__Exercise prompt__
Pull every line containing "await" from the listing below.

__Provided records__
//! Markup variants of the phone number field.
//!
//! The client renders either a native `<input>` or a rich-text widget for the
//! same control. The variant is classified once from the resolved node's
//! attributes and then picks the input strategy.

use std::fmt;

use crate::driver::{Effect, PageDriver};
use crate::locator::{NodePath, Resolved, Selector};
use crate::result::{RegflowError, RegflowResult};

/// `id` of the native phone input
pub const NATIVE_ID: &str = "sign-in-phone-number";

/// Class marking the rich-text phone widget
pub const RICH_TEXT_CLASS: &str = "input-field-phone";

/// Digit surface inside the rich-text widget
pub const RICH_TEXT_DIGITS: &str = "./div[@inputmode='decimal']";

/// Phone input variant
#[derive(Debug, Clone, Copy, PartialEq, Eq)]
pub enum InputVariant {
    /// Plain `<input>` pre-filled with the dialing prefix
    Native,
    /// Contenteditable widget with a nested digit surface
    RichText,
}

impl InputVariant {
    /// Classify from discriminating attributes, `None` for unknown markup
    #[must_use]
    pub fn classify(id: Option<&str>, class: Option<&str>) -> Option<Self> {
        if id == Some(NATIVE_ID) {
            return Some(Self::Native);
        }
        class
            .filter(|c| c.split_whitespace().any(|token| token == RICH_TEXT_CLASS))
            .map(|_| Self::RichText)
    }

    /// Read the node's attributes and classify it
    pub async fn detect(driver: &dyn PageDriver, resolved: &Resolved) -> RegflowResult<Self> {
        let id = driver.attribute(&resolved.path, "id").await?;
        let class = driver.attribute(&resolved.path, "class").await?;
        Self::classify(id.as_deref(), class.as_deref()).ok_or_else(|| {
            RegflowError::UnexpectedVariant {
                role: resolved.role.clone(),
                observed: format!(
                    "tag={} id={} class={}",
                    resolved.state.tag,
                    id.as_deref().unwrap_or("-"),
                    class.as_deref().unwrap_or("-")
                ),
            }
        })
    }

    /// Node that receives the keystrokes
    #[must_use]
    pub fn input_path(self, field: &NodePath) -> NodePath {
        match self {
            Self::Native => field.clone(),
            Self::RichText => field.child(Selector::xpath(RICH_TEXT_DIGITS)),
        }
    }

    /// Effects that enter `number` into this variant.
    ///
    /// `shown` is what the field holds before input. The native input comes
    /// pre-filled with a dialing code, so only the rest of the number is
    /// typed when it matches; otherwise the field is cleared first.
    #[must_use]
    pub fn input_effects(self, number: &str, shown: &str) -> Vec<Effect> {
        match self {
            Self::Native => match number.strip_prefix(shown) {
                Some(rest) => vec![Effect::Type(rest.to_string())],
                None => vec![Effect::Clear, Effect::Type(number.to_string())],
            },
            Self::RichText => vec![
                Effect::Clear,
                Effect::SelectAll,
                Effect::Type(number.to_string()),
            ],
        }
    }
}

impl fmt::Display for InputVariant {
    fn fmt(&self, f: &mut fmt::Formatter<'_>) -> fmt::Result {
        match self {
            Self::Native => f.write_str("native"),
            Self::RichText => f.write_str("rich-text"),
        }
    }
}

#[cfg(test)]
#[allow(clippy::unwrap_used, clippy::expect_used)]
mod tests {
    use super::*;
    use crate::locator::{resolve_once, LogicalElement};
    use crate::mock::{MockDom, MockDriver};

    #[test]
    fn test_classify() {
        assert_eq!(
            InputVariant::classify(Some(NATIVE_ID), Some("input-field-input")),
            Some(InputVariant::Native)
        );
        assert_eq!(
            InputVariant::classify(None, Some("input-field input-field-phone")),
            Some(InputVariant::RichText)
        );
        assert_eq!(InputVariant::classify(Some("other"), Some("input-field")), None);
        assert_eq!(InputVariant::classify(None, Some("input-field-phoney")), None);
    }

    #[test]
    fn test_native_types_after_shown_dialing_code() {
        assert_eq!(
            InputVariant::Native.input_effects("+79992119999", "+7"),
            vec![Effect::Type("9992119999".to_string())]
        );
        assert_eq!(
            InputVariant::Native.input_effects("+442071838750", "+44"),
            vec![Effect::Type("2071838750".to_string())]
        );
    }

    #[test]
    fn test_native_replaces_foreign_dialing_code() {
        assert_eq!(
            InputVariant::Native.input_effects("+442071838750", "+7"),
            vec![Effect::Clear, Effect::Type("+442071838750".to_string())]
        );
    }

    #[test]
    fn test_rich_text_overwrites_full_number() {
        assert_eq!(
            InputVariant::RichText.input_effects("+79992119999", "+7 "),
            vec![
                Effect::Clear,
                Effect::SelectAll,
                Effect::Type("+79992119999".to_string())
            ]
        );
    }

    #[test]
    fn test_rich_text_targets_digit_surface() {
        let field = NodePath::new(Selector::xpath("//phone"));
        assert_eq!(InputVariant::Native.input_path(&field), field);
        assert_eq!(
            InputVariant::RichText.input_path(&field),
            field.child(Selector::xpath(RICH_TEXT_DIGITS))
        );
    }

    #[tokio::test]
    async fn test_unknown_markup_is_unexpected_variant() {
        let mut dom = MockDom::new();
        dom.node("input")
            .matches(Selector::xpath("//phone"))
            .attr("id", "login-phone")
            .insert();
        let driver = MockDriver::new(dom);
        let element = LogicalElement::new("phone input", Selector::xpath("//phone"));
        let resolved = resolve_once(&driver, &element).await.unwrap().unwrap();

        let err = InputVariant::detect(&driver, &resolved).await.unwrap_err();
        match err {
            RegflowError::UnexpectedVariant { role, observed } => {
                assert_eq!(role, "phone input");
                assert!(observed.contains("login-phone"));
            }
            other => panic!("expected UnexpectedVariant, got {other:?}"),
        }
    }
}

__Exercise result__
        let id = driver.attribute(&resolved.path, "id").await?;
        let class = driver.attribute(&resolved.path, "class").await?;
        let resolved = resolve_once(&driver, &element).await.unwrap().unwrap();
        let err = InputVariant::detect(&driver, &resolved).await.unwrap_err();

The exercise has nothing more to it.